▶ _WHAT TO DO_
Among the lines below, how many carry the string "message"? Reply with a number and nothing else.

◆ ◆ ◆

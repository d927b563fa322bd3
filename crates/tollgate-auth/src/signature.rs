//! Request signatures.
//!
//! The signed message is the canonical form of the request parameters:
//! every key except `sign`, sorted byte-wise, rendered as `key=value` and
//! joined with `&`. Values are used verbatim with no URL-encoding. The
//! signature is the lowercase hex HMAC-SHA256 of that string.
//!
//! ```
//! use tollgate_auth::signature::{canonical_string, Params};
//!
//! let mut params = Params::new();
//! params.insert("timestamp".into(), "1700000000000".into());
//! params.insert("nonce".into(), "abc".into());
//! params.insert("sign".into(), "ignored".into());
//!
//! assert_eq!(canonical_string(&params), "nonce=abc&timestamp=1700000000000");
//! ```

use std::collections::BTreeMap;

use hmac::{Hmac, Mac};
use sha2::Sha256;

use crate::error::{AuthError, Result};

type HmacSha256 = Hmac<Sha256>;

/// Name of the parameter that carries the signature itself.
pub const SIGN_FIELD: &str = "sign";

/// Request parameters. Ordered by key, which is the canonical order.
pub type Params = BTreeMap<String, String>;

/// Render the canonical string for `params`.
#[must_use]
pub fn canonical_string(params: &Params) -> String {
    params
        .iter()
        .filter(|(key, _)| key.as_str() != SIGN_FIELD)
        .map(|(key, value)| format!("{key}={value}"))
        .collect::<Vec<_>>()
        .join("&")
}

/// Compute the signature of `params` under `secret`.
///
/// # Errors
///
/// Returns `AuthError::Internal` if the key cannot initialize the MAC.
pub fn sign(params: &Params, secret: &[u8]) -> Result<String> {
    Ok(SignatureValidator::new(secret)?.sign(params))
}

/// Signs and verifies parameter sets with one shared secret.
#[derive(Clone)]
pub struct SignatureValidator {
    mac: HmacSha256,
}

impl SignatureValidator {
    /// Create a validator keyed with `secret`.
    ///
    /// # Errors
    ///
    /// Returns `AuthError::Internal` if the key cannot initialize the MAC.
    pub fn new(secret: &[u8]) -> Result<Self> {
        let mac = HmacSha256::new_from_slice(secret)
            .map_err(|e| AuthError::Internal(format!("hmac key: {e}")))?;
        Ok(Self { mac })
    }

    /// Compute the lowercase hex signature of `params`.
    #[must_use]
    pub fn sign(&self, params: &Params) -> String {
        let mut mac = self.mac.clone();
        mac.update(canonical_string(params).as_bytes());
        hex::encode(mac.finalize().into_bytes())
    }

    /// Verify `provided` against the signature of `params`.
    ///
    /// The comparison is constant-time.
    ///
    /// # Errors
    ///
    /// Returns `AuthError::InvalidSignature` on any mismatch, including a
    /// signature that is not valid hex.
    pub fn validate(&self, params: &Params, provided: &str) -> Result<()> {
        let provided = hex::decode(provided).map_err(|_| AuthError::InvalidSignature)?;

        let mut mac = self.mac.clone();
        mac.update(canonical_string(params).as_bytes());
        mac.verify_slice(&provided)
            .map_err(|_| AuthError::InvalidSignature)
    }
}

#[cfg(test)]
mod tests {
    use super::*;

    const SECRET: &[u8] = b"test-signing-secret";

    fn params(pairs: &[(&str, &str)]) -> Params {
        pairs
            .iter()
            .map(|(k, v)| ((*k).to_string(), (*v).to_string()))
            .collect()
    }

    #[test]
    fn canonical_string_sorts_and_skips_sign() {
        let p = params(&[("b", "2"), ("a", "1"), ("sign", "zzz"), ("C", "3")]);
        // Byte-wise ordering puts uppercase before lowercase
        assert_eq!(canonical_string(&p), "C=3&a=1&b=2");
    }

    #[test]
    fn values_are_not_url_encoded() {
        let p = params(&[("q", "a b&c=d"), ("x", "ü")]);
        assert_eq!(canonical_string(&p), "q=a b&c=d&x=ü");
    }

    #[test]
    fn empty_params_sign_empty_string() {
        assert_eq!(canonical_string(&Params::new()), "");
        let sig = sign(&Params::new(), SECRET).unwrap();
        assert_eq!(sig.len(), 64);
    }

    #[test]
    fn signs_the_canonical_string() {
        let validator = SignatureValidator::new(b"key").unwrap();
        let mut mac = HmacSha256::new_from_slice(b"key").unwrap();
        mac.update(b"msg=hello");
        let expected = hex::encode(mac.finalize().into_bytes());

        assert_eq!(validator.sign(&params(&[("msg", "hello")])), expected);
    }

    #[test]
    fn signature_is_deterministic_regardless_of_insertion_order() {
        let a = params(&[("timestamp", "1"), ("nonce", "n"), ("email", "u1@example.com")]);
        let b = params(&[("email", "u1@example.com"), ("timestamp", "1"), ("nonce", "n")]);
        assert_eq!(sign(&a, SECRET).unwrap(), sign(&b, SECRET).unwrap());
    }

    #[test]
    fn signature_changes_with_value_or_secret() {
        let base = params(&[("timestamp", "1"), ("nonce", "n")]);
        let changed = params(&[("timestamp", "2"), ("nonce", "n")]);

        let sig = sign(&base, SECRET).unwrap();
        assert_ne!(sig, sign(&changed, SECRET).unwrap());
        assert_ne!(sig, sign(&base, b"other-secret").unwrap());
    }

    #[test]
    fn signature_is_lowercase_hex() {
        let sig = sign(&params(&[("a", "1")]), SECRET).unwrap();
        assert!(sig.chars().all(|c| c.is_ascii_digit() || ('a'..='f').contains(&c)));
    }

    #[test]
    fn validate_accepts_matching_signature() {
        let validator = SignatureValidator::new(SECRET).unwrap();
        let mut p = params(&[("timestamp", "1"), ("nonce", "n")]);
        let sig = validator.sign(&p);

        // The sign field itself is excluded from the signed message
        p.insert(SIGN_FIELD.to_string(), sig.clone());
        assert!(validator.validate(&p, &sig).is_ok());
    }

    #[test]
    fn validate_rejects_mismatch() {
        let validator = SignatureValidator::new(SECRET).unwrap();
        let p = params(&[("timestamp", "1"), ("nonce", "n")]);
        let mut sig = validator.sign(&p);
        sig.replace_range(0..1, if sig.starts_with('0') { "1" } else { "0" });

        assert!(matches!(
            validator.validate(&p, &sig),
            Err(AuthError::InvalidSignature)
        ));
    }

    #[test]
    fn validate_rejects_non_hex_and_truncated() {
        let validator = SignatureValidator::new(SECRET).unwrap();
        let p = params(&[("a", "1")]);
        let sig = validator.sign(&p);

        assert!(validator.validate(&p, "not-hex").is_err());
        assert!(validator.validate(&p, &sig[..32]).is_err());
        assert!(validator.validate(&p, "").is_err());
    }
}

◆ ◆ ◆

▶ _SOLUTION TO THE PROBLEM_
2